Several years later the system would appear as A.C.T. on the BUELL RR1000. The system was quite amazing and a glimpse at Erik Buell's ... Yet to be shared .... Engineering genius.
Others had tried .....
Brake dive with telescopic forks can be reduced by either increasing the spring rate (http://en.wikipedia.org/wiki/Suspension_%28motorcy cle%29#Spring_rate) of the fork springs, or increasing the compression damping (http://en.wikipedia.org/wiki/Suspension_%28motorcy cle%29#Damping_adjustment) of the forks. However, all of these changes make the motorcycle less pleasant to ride on rough roads, since the front end will feel stiffer, in the 1980s various manufacturers attempted to get round this by methods of anti-dive such as: ACT: Developed by Marzocchi and fitted to Buell motorcycles such as the Buell RR 1200 (1988). ANDF (Anti Nose Dive Forks): This was fitted to a number of Suzuki GSX models and the RG250. AVDS (Automatic Variable Damping System): This was fitted to a number of Kawasaki motorcycles. NEAS (New Electrically Activated Suspension): As fitted to the Suzuki GSX-R 1100 and GSX-R 750 Limited Edition. PDF (Posi Damp Fork): This was fitted to the Suzuki RG500 and GSX-R 750 and worked by brake fluid pressure closing a valve in the mechanism when the brakes are applied, restricting the flow of damping oil and slowing fork compression. The valves are spring loaded so if the wheel hits a bump when the brakes are on, they bounce off their seats and restore the flow of oil for a moment to allow the suspension to absorb the shock. TCS (Travel Control System): Anti-dive system with variable damping. TCS was introduced on the FZ 400 R (1984, only for the Japanese market). TRAC (Torque Reactive Anti-dive Control): This was fitted to a number of Honda motorcycles such as the CB1100F
Thanks, Court. I would've thought the volume of air in the handlebars would've been too small to be effective... but then Harley does use fatter than standard tubing and longer bars than most... Probably works best with a set of Ape Hangers?

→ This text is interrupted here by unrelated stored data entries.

mod common;

use approx::assert_relative_eq;
use chrono::{TimeZone, Utc};
use common::{monthly, FailingForecast, FailingHistory, StaticForecast, StaticHistory};
use pretty_assertions::assert_eq;
use price_forecast::CombinedPoint;
use price_outlook::{FallbackPolicy, ForecastSource, OutlookConfig, OutlookService, Resource};

#[test]
fn test_chart_view_from_providers() {
    let history = monthly(2024, &[100.0, 110.0]);
    let forecasts = StaticForecast::new(vec![105.0, 115.0]);
    let service = OutlookService::new(StaticHistory(history), &forecasts, OutlookConfig::default());

    let chart = service.chart(&Resource::material("Cement"));

    assert_eq!(*forecasts.requests.borrow(), vec![6]);
    assert_eq!(chart.forecast.source, ForecastSource::Provider);
    assert_eq!(
        chart.combined,
        vec![
            CombinedPoint::observed("Jan 24", 100.0),
            CombinedPoint::observed("Feb 24", 110.0),
            CombinedPoint::predicted("Mar 24", 105.0),
            CombinedPoint::predicted("Apr 24", 115.0),
        ]
    );
    assert_relative_eq!(chart.metrics.mape, 4.7727, epsilon = 1e-4);
    assert_relative_eq!(chart.metrics.rmse, 5.0, epsilon = 1e-12);
}

#[test]
fn test_chart_does_not_fall_back_by_default() {
    let history = monthly(2024, &[100.0, 110.0]);
    let service = OutlookService::new(StaticHistory(history), FailingForecast, OutlookConfig::default());

    let chart = service.chart(&Resource::labor("Carpenter"));

    assert_eq!(chart.forecast.source, ForecastSource::Unavailable);
    assert_eq!(chart.combined.len(), 2);
    assert_eq!(chart.metrics.mape, 0.0);
    assert_eq!(chart.metrics.rmse, 0.0);
}

#[test]
fn test_chart_fallback_is_configurable() {
    let history = monthly(2024, &[100.0, 120.0]);
    let config = OutlookConfig {
        chart_fallback: FallbackPolicy::LastHistorical,
        horizon: 3,
        ..OutlookConfig::default()
    };
    let service = OutlookService::new(StaticHistory(history), FailingForecast, config);

    let chart = service.chart(&Resource::material("Lumber"));

    assert_eq!(chart.forecast.source, ForecastSource::LastHistorical);
    assert_eq!(chart.forecast.values, vec![120.0; 3]);
    assert_eq!(chart.combined.len(), 5);
}

#[test]
fn test_empty_history_labels_from_now() {
    let forecasts = StaticForecast::new(vec![7.0, 8.0]);
    let service = OutlookService::new(FailingHistory, forecasts, OutlookConfig::default());
    let now = Utc.with_ymd_and_hms(2025, 11, 20, 9, 0, 0).unwrap();

    let chart = service.chart_at(&Resource::material("Glass"), now);

    assert!(chart.history.is_empty());
    assert_eq!(
        chart.combined,
        vec![
            CombinedPoint::predicted("Dec 25", 7.0),
            CombinedPoint::predicted("Jan 26", 8.0),
        ]
    );
    assert_eq!(chart.metrics.paired, 0);
}

#[test]
fn test_history_is_sorted_before_use() {
    let mut history = monthly(2024, &[100.0, 110.0, 120.0]);
    history.reverse();
    let service = OutlookService::new(
        StaticHistory(history),
        StaticForecast::new(vec![130.0]),
        OutlookConfig::default(),
    );

    let chart = service.chart(&Resource::material("Copper"));

    assert_eq!(chart.combined[2], CombinedPoint::observed("Mar 24", 120.0));
    assert_eq!(chart.combined[3].label, "Apr 24");
}

#[test]
fn test_report_view_from_provider() {
    let history = monthly(2024, &[100.0, 110.0, 120.0]);
    let service = OutlookService::new(
        StaticHistory(history),
        StaticForecast::new(vec![125.0, 130.0, 135.0]),
        OutlookConfig::default(),
    );

    let report = service.report(&Resource::labor("Plumber"), None);

    assert_eq!(report.forecast.source, ForecastSource::Provider);
    assert_eq!(report.forecasted_cost, Some(135.0));
    let stats = report.stats.unwrap();
    assert_eq!(stats.last_historical, 120.0);
    assert_eq!(stats.last_forecast, 135.0);
    assert_relative_eq!(stats.percent_change.unwrap(), 20.0 / 110.0 * 100.0, epsilon = 1e-9);
}

#[test]
fn test_report_reuses_cached_forecast() {
    let history = monthly(2024, &[100.0, 110.0]);
    let service = OutlookService::new(StaticHistory(history), FailingForecast, OutlookConfig::default());
    let cached = vec![111.0, 112.0];

    let report = service.report(&Resource::material("Steel"), Some(cached.as_slice()));

    assert_eq!(report.forecast.source, ForecastSource::Cached);
    assert_eq!(report.forecasted_cost, Some(112.0));
    assert_relative_eq!(report.stats.unwrap().forecast_avg, 111.5, epsilon = 1e-12);
}

#[test]
fn test_report_falls_back_to_last_historical() {
    let history = monthly(2024, &[100.0, 110.0]);
    let service = OutlookService::new(StaticHistory(history), FailingForecast, OutlookConfig::default());

    let report = service.report(&Resource::material("Steel"), None);

    assert_eq!(report.forecast.source, ForecastSource::LastHistorical);
    assert_eq!(report.forecast.values, vec![110.0; 6]);
    assert_eq!(report.forecasted_cost, Some(110.0));
    let stats = report.stats.unwrap();
    assert_relative_eq!(stats.percent_change.unwrap(), 10.0 / 105.0 * 100.0, epsilon = 1e-9);
}

#[test]
fn test_report_without_history_has_no_stats() {
    let service = OutlookService::new(
        FailingHistory,
        StaticForecast::new(vec![1.0, 2.0]),
        OutlookConfig::default(),
    );

    let report = service.report(&Resource::labor("Welder"), None);

    assert_eq!(report.forecasted_cost, Some(2.0));
    assert!(report.stats.is_none());
}

#[test]
fn test_views_serialize_for_presentation() {
    let history = monthly(2024, &[100.0]);
    let service = OutlookService::new(
        StaticHistory(history),
        StaticForecast::new(vec![101.0]),
        OutlookConfig::default(),
    );

    let json = serde_json::to_value(service.report(&Resource::material("Sand"), None)).unwrap();

    assert_eq!(json["resource"]["kind"], "material");
    assert_eq!(json["forecastedCost"], 101.0);
    assert_eq!(json["forecast"]["source"], "provider");
    assert_eq!(json["stats"]["lastHistorical"], 100.0);
}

Fb1, The answer is in you post. It is the rubber mounted engine in the FXR.
Rubber-mounted engines in Harleys debuted in 1980 in the FLT Tour Glide:
Harley-Davidson debuts the FLT with its vibration dampening, rubber-isolated drivetrain and unique trailing front fork. The FLT also debuts an engine and five-speed transmission that are hard bolted together.
The FXR debuted in 1982:
More innovations demonstrate a new commitment to quality, such as the FXR/FXRS Super GlideŽ II with its rubber-isolated, five-speed powertrain...
So, did Erik develop/invent the rubber mounting system that debuted in 1980 in the FLT? We know he played a large (perhaps pivotal?) role in the development of the FXR, which we also know used rubber engine mounting, but that engine mounting system was already a couple of years old when the FXR was introduced.